Hi, everyone I'm inquiring because the unused terms have not been deleted during natural language preprocessing with Jupiter's laptop.
import konlpy
import re
def tokenize_korean_text(text):
text = re.sub(r'[^,.?!\w\s]','', text)
okt = konlpy.tag.Okt()
Okt_morphs = okt.pos(text)
words = []
for word, pos in Okt_morphs:
if pos == 'Verb' or pos == 'Noun':
return words
tokenized_list = []
for text in df['Keyword']:
Set the tokenized_list here, and
stop_words="It is", "It is", "We", "Hal", "Su", "Do", "Everyone", "Daehan", "Hae", "Su", "It is", "Hae"]
Specify the disused term as shown above, and
clean_words = [i for i in tokenized_list if i not in stop_words]
I did it like this.
And in order to run text analysis,
dictionary = corpora.Dictionary(clean_words)
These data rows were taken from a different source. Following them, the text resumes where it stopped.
//! `routesim` CLI: scene generation, offline validation, headless playback.

use anyhow::{bail, Context, Result};
use clap::{Parser, Subcommand};
use route_sim::playback::{Playback, PlaybackConfig, WarningEvent};
use route_sim::replay::{load_scene, save_json, save_scene};
use route_sim::scenario::{generate_from_markup, SceneConfig};
use route_sim::validate::{validate_dataset, ValidationReport, DEFAULT_SWEEP_TICK_S};
use std::path::{Path, PathBuf};

#[derive(Parser)]
#[command(name = "routesim", about = "Route playback simulator with hazard proximity warnings")]
struct Cli {
    #[command(subcommand)]
    command: Commands,
}

#[derive(Subcommand)]
enum Commands {
    /// Build a scene from a KML route and write the dataset JSON.
    Generate {
        /// Path to the KML route file
        #[arg(long)]
        input: PathBuf,
        /// Output dataset file
        #[arg(long, default_value = "scene.json")]
        output: PathBuf,
        /// Number of hazards to place (clamped by route length)
        #[arg(long, default_value_t = 10)]
        hazards: usize,
        /// Warning distance (m)
        #[arg(long, default_value_t = 80.0)]
        warning: f64,
        /// Random seed for hazard placement; drawn from entropy if omitted
        #[arg(long)]
        seed: Option<u64>,
        /// Vehicle speed (m/s)
        #[arg(long, default_value_t = 6.0)]
        speed: f64,
        /// Maximum spacing between resampled points (m)
        #[arg(long, default_value_t = 6.0)]
        max_segment: f64,
    },
    /// Check a dataset with the offline proximity sweep.
    Validate {
        /// Path to dataset JSON
        input: PathBuf,
        /// Tick length of the playback pass (s)
        #[arg(long, default_value_t = DEFAULT_SWEEP_TICK_S)]
        tick: f64,
    },
    /// Play a dataset to completion and report warnings.
    Play {
        /// Path to dataset JSON
        input: PathBuf,
        /// Tick length in wall-clock seconds
        #[arg(long, default_value_t = 1.0 / 60.0)]
        tick: f64,
        /// Simulation seconds per wall-clock second
        #[arg(long, default_value_t = 1.0)]
        rate: f64,
        /// Save the playback summary to a JSON file
        #[arg(long)]
        output: Option<PathBuf>,
    },
}

fn main() -> Result<()> {
    tracing_subscriber::fmt()
        .with_env_filter(tracing_subscriber::EnvFilter::from_default_env())
        .init();

    let cli = Cli::parse();

    match cli.command {
        Commands::Generate {
            input,
            output,
            hazards,
            warning,
            seed,
            speed,
            max_segment,
        } => {
            let config = SceneConfig {
                max_segment_m: max_segment,
                speed_mps: speed,
                warning_distance_m: warning,
                hazard_count: hazards,
                seed,
            };
            run_generate(&input, &output, &config)?;
        }
        Commands::Validate { input, tick } => {
            run_validate(&input, tick)?;
        }
        Commands::Play {
            input,
            tick,
            rate,
            output,
        } => {
            let config = PlaybackConfig { tick_s: tick, rate };
            run_play(&input, &config, output.as_deref())?;
        }
    }

    Ok(())
}

fn run_generate(input: &Path, output: &Path, config: &SceneConfig) -> Result<()> {
    if !input.exists() {
        bail!("KML file not found: {}", input.display());
    }
    tracing::debug!(?config, input = %input.display(), "generating scene");
    let markup = std::fs::read_to_string(input)
        .with_context(|| format!("cannot read {}", input.display()))?;

    let generated = generate_from_markup(&markup, config)
        .with_context(|| format!("cannot build a route from {}", input.display()))?;
    let scene = &generated.scene;
    let dataset = scene.dataset();

    let report = validate_dataset(&dataset, DEFAULT_SWEEP_TICK_S)?;
    if !report.is_ok() {
        bail!(
            "generated scene failed validation: hazards never warned during playback {:?}, off-route hazards {:?}",
            report.unreachable_hazards,
            report.off_route_hazards
        );
    }

    save_scene(&dataset, output)?;

    println!(
        "Extracted {} waypoints ({:?}, {} malformed tokens skipped)",
        generated.waypoint_count, generated.encoding, generated.skipped_tokens
    );
    println!(
        "Route: {} points, {:.0} m, {:.1} s at {:.1} m/s",
        scene.route().len(),
        scene.total_length_m(),
        scene.total_duration_s(),
        scene.speed_mps(),
    );
    println!(
        "Hazards: {} placed (seed={}), warning at {:.0} m",
        scene.hazard_indices().len(),
        scene.seed(),
        scene.warning_distance_m(),
    );
    println!("Scene written to {}", output.display());
    Ok(())
}

fn run_validate(input: &Path, tick_s: f64) -> Result<()> {
    let dataset = load_scene(input)?;
    let report = validate_dataset(&dataset, tick_s)?;
    print_report(&report);
    if !report.is_ok() {
        bail!("{} failed validation", input.display());
    }
    Ok(())
}

fn print_report(report: &ValidationReport) {
    println!(
        "Route: {} points, {:.0} m, {:.1} s",
        report.route_points, report.total_length_m, report.total_duration_s
    );
    println!(
        "Hazards: {} ({} never warned during playback, {} off route)",
        report.hazards,
        report.unreachable_hazards.len(),
        report.off_route_hazards.len()
    );
    match report.min_hazard_separation_m {
        Some(d) => println!("Closest hazard pair: {d:.1} m"),
        None => println!("Closest hazard pair: n/a"),
    }
    println!(
        "Warning active at {} of {} route points ({:.1}%)",
        report.warning_points,
        report.route_points,
        report.warning_fraction() * 100.0
    );
}

fn run_play(input: &Path, config: &PlaybackConfig, output: Option<&Path>) -> Result<()> {
    let dataset = load_scene(input)?;
    println!(
        "Playing {} ({} points, {} hazards, rate x{})...",
        input.display(),
        dataset.route.len(),
        dataset.hazards.len(),
        config.rate
    );

    let start = std::time::Instant::now();
    let mut playback = Playback::new(&dataset);
    let summary = playback.run_to_end(config)?;
    let elapsed = start.elapsed();

    for event in &summary.events {
        match event {
            WarningEvent::Raised {
                time,
                hazard,
                distance_m,
            } => println!("  t={time:>8.1}s  WARNING hazard #{hazard} ahead: {distance_m:.0} m"),
            WarningEvent::Cleared { time } => println!("  t={time:>8.1}s  clear"),
        }
    }
    println!(
        "Done: {} ticks, {:.1} s simulated, {} warnings, {:.1} s under warning, elapsed={:.2}s",
        summary.ticks,
        summary.sim_time_s,
        summary.warnings_raised,
        summary.warning_time_s,
        elapsed.as_secs_f64(),
    );

    if let Some(path) = output {
        save_json(&summary, path)?;
        println!("Summary saved to {}", path.display());
    }
    Ok(())
}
dictionary.filter_extremes(no_below=2, no_above=0.05)
corpus = [dictionary.doc2bow(text) for text in clean_words]
ldamodel = LdaModel(corpus, num_topics=8, id2word=dictionary, passes=20, iterations=500)
I executed the code above. Indentative terms such as 'ha' and 'su' that were designated as disentanglement still appear in the results.
Is the code wrong?
I'd really appreciate your help.
# What to do
clean_words = []
for i in tokenized_list:
a = 0
for ii in stop_words:
if ii in i:
a += 1
if a < 1:
# What I'm doing
clean_words = []
for i in tokenized_list:
if stop_words not in i:
The tokenized_list is not a list of strings, but a list of words in the string.